**WORK TO BE COMPLETED**. Copy each line of the entries that includes the word "enum".

**SUPPLIED DATA**.
=======

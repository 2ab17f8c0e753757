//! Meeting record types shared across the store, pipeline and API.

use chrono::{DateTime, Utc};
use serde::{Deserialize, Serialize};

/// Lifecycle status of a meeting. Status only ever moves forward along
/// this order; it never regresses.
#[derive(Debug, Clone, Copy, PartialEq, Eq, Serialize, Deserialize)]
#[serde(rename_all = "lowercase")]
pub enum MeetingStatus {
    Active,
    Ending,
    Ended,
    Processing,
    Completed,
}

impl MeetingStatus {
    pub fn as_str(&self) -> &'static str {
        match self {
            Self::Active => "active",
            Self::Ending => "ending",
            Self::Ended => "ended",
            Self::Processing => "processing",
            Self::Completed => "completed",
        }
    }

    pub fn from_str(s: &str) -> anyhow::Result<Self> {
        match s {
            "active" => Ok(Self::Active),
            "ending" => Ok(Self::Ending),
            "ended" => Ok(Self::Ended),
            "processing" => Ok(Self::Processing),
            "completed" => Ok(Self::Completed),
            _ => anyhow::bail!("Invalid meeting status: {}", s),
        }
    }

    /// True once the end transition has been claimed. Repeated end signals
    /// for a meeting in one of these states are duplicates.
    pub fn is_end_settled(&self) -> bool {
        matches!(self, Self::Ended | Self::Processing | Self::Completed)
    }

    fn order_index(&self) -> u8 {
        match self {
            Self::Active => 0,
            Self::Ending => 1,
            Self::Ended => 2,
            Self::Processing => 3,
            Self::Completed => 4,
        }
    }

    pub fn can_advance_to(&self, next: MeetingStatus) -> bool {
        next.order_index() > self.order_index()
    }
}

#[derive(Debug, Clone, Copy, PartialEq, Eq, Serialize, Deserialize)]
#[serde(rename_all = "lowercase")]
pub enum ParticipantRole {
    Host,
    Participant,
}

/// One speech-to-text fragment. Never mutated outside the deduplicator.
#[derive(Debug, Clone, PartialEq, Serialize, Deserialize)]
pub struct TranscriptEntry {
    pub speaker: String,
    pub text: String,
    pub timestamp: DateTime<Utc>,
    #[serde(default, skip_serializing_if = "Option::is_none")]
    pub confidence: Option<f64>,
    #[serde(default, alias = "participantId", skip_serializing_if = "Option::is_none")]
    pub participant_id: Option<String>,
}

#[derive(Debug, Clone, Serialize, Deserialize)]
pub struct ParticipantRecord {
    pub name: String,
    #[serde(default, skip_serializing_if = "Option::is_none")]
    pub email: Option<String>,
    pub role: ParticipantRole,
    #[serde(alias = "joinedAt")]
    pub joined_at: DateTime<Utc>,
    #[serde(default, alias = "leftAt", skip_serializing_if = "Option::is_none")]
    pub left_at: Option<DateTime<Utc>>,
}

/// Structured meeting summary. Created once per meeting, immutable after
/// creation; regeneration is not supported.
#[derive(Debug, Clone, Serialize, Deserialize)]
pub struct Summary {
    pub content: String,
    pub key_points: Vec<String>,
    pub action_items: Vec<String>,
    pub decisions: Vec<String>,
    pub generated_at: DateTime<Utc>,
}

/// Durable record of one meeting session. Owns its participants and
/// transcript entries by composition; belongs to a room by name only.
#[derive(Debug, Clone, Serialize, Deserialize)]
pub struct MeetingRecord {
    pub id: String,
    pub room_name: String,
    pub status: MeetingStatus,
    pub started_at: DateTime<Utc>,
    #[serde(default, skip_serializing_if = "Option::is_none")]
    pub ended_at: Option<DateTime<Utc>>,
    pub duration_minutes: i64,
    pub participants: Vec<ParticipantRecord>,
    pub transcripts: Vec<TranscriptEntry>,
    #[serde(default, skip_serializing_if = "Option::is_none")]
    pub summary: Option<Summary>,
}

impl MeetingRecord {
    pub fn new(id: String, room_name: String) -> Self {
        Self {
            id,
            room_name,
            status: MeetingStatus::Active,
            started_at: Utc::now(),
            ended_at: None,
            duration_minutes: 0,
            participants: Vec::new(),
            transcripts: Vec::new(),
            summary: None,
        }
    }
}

=======

**RESULT OF THE EXERCISE**.
pub enum MeetingStatus {
pub enum ParticipantRole {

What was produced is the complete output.